┌──

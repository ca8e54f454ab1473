//! Generic JSON layout: one `<id>.json` object per molecule.
//!
//! ```json
//! {
//!   "elements": ["O", "H", "H"],
//!   "bonds": [[0, 1, "single"], [0, 2, "single"]],
//!   "partial_charges": [-0.8, 0.4, 0.4],
//!   "conformations": [
//!     { "positions": [[0, 0, 0], [0.96, 0, 0], [-0.24, 0.93, 0]],
//!       "energy": -47900.1,
//!       "forces": [[0, 0, 0], [0, 0, 0], [0, 0, 0]] }
//!   ]
//! }
//! ```
//!
//! A conformation carries either `forces` or `gradients`, never both.

use super::error::Error;
use super::units::Units;
use crate::model::conformation::Conformation;
use crate::model::molecule::{Bond, Molecule};
use crate::model::types::{BondOrder, Element};
use serde::{Deserialize, Serialize};
use std::io::{BufRead, Write};
use std::path::Path;

#[derive(Debug, Serialize, Deserialize)]
struct RawEntry {
    elements: Vec<String>,
    #[serde(default, skip_serializing_if = "Vec::is_empty")]
    bonds: Vec<(usize, usize, BondOrder)>,
    #[serde(default, skip_serializing_if = "Option::is_none")]
    partial_charges: Option<Vec<f64>>,
    #[serde(default)]
    conformations: Vec<RawConformation>,
}

#[derive(Debug, Serialize, Deserialize)]
struct RawConformation {
    positions: Vec<[f64; 3]>,
    energy: f64,
    #[serde(default, skip_serializing_if = "Option::is_none")]
    forces: Option<Vec<[f64; 3]>>,
    #[serde(default, skip_serializing_if = "Option::is_none")]
    gradients: Option<Vec<[f64; 3]>>,
}

pub fn read<R: BufRead>(reader: R, path: &Path, id: &str, units: Units) -> Result<Molecule, Error> {
    let raw: RawEntry = serde_json::from_reader(reader).map_err(|source| Error::Json {
        path: path.to_path_buf(),
        source,
    })?;

    let mut molecule = Molecule::new(id);
    molecule.elements = raw
        .elements
        .iter()
        .map(|symbol| {
            Element::from_symbol_lenient(symbol)
                .ok_or_else(|| Error::invalid(path, format!("unknown element symbol '{symbol}'")))
        })
        .collect::<Result<_, _>>()?;
    molecule.bonds = raw
        .bonds
        .into_iter()
        .map(|(i, j, order)| Bond::new(i, j, order))
        .collect();
    molecule.partial_charges = raw.partial_charges;

    let (e, l, f) = (units.energy_factor(), units.length_factor(), units.force_factor());
    for (idx, conf) in raw.conformations.into_iter().enumerate() {
        let mut positions = conf.positions;
        Units::scale_vectors(l, &mut positions);
        let energy = conf.energy * e;
        let conformation = match (conf.forces, conf.gradients) {
            (Some(mut forces), None) => {
                Units::scale_vectors(f, &mut forces);
                Conformation::new(positions, energy, forces)
            }
            (None, Some(mut gradients)) => {
                Units::scale_vectors(f, &mut gradients);
                Conformation::from_gradient(positions, energy, &gradients)
            }
            (Some(_), Some(_)) => {
                return Err(Error::invalid(
                    path,
                    format!("conformation {idx} has both forces and gradients"),
                ));
            }
            (None, None) => {
                return Err(Error::invalid(
                    path,
                    format!("conformation {idx} has neither forces nor gradients"),
                ));
            }
        };
        molecule.conformations.push(conformation);
    }

    Ok(molecule)
}

/// Writes `molecule` in kcal/mol and Å.
pub fn write<W: Write>(writer: W, molecule: &Molecule) -> Result<(), serde_json::Error> {
    let raw = RawEntry {
        elements: molecule.elements.iter().map(|e| e.symbol().to_string()).collect(),
        bonds: molecule.bonds.iter().map(|b| (b.i, b.j, b.order)).collect(),
        partial_charges: molecule.partial_charges.clone(),
        conformations: molecule
            .conformations
            .iter()
            .map(|c| RawConformation {
                positions: c.positions.clone(),
                energy: c.energy,
                forces: Some(c.forces.clone()),
                gradients: None,
            })
            .collect(),
    };
    serde_json::to_writer(writer, &raw)
}
mod build;
mod create;
mod info;

use build::run_build;
use create::run_create;
use info::run_info;

use anyhow::Result;

use crate::cli::{Command, GlobalOptions};
use crate::display::Context;

pub fn dispatch(command: Command, global: &GlobalOptions, ctx: Context) -> Result<()> {
    match command {
        Command::Create(args) => run_create(args, global, ctx),
        Command::Build(args) => run_build(args, global, ctx),
        Command::Info(args) => run_info(args, global, ctx),
    }
}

└──

Description of the task: Go through the lines above and copy any that contain "crate".

Reply:
use crate::model::conformation::Conformation;
use crate::model::molecule::{Bond, Molecule};
use crate::model::types::{BondOrder, Element};
use crate::cli::{Command, GlobalOptions};
use crate::display::Context;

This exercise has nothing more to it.